_What you are asked to do:_ Across the records that follow, count each line holding "never", and write only the total.
══ Material for this task ══
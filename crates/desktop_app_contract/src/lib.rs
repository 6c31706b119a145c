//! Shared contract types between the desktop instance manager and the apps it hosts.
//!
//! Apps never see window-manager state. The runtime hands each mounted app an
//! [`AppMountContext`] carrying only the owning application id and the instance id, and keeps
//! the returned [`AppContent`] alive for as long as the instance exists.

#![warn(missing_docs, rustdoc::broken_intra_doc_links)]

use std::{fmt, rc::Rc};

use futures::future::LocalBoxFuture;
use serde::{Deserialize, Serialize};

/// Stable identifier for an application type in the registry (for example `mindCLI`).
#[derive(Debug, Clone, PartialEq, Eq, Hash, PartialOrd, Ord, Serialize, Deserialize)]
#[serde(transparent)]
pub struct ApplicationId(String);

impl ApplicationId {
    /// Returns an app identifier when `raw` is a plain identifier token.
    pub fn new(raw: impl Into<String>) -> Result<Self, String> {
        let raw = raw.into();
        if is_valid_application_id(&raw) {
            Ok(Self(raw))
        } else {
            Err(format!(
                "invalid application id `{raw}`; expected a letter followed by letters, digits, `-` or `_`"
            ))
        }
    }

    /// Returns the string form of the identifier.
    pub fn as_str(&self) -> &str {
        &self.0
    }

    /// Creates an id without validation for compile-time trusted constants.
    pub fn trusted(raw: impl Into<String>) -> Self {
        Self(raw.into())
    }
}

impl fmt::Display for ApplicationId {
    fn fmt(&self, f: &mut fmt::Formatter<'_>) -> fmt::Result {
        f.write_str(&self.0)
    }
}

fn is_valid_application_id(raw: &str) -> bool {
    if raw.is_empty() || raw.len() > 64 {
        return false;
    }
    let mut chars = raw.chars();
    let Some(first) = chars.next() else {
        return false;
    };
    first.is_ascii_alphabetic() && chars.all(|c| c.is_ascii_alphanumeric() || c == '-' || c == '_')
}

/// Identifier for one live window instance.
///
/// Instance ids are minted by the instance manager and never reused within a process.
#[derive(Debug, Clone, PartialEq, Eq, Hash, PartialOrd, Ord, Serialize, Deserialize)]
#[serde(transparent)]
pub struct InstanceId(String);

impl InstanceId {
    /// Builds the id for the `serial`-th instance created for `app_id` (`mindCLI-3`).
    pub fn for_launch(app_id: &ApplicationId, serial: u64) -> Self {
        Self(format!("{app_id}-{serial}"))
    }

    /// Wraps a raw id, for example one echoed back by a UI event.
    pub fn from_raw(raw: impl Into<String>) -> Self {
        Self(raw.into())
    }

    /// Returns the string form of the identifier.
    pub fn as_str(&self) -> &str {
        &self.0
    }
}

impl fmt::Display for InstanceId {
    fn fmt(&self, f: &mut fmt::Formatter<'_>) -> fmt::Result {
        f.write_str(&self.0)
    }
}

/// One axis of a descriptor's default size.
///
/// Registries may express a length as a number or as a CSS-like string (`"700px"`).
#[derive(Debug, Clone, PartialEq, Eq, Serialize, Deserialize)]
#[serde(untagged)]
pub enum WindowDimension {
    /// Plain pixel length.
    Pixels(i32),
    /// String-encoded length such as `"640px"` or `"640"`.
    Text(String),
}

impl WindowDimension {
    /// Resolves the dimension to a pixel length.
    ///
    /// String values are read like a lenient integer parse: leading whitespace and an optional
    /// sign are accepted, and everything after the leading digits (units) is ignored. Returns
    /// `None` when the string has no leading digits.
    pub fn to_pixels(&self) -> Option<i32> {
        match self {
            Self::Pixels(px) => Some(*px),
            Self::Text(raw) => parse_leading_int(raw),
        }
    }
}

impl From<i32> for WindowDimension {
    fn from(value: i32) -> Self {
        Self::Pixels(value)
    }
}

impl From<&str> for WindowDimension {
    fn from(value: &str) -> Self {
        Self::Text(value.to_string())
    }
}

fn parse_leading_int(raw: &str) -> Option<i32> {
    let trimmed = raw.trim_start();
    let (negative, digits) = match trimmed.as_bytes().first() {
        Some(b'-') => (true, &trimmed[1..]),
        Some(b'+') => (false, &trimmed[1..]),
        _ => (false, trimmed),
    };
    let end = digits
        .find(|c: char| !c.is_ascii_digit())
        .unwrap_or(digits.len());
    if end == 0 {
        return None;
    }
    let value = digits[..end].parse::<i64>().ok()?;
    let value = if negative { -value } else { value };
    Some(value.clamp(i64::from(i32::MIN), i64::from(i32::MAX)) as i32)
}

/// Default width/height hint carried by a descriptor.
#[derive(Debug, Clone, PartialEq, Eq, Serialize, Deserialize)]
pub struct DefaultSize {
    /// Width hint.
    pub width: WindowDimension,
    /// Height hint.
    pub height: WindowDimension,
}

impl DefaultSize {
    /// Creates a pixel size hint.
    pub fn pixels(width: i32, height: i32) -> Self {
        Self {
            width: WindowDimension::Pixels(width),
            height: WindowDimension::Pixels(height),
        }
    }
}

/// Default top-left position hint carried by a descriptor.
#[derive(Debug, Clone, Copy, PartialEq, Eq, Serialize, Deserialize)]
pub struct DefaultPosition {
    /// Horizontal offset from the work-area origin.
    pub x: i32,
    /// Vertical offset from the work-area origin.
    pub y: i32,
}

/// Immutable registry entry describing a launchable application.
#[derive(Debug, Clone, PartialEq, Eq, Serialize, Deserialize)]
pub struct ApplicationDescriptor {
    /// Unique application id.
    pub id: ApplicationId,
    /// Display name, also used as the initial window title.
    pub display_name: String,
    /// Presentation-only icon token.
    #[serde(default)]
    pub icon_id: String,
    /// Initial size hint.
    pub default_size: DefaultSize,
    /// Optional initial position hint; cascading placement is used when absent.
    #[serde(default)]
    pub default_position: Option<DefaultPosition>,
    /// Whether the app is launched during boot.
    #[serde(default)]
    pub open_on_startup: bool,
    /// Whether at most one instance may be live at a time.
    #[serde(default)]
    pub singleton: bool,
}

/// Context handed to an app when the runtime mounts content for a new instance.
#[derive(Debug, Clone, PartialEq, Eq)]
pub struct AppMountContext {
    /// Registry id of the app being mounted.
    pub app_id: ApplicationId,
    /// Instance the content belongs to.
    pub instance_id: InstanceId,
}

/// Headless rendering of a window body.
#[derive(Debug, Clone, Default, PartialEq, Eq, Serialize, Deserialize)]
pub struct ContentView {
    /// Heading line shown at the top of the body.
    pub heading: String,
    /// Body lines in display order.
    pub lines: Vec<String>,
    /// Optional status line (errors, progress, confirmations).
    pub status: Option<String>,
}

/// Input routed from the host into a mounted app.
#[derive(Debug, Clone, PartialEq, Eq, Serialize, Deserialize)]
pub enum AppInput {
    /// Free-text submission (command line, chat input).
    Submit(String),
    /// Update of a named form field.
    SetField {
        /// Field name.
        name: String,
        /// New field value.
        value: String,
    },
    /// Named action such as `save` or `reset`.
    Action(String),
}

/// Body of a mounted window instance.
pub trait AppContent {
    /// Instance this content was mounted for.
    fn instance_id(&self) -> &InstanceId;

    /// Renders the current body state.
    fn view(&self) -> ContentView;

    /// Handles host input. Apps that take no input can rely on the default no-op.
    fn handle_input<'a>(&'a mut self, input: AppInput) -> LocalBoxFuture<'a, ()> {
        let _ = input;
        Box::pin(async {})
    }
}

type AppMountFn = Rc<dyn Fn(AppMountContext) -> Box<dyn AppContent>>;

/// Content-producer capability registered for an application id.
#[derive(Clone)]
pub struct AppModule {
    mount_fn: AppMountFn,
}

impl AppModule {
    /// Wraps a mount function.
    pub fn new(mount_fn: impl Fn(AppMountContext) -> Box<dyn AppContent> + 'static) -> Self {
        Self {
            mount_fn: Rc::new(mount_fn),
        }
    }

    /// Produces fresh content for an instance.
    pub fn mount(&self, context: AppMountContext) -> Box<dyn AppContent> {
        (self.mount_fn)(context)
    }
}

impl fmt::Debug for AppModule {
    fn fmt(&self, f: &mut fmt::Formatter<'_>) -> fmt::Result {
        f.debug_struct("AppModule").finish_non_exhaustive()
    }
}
═══
══ Material for this task ══
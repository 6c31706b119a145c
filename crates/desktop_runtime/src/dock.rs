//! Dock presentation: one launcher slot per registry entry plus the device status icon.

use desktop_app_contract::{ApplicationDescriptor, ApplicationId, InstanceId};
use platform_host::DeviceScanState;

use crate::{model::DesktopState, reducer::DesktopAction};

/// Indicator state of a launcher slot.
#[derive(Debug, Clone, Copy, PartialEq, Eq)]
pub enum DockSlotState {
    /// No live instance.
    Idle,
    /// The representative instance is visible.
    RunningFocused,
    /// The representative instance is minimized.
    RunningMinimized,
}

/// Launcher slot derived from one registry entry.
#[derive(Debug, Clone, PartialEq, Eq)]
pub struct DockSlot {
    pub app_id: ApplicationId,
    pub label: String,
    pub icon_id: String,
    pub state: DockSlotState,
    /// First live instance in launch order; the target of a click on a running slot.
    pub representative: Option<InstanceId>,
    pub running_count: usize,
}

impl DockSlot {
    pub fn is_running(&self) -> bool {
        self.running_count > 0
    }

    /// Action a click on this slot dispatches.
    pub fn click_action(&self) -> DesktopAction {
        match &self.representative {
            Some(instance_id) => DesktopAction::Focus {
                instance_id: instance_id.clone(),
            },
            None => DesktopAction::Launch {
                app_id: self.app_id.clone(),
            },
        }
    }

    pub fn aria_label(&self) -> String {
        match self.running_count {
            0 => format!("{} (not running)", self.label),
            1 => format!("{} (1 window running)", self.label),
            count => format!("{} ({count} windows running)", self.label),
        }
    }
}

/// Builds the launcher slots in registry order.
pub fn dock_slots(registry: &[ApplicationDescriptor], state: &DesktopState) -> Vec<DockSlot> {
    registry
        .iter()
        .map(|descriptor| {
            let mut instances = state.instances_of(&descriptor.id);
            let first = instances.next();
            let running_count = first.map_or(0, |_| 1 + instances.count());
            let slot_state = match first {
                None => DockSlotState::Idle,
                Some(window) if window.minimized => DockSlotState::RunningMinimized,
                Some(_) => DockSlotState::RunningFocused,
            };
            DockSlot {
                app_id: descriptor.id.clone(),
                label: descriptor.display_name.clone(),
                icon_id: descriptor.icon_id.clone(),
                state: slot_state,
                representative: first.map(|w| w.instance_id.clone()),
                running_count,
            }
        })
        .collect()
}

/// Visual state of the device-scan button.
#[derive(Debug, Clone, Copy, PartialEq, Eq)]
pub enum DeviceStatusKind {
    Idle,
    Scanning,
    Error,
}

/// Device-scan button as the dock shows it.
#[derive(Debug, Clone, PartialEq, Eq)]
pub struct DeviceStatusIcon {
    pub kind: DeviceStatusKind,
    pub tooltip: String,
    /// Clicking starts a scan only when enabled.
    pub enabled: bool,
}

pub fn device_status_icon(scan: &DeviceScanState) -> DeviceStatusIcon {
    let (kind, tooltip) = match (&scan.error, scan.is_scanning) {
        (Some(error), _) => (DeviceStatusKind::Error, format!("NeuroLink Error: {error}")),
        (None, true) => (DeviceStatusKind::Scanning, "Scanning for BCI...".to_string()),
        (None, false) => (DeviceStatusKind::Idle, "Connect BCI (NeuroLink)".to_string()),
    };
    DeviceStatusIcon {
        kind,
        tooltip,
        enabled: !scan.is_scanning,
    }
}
═══
_Solution:_ 2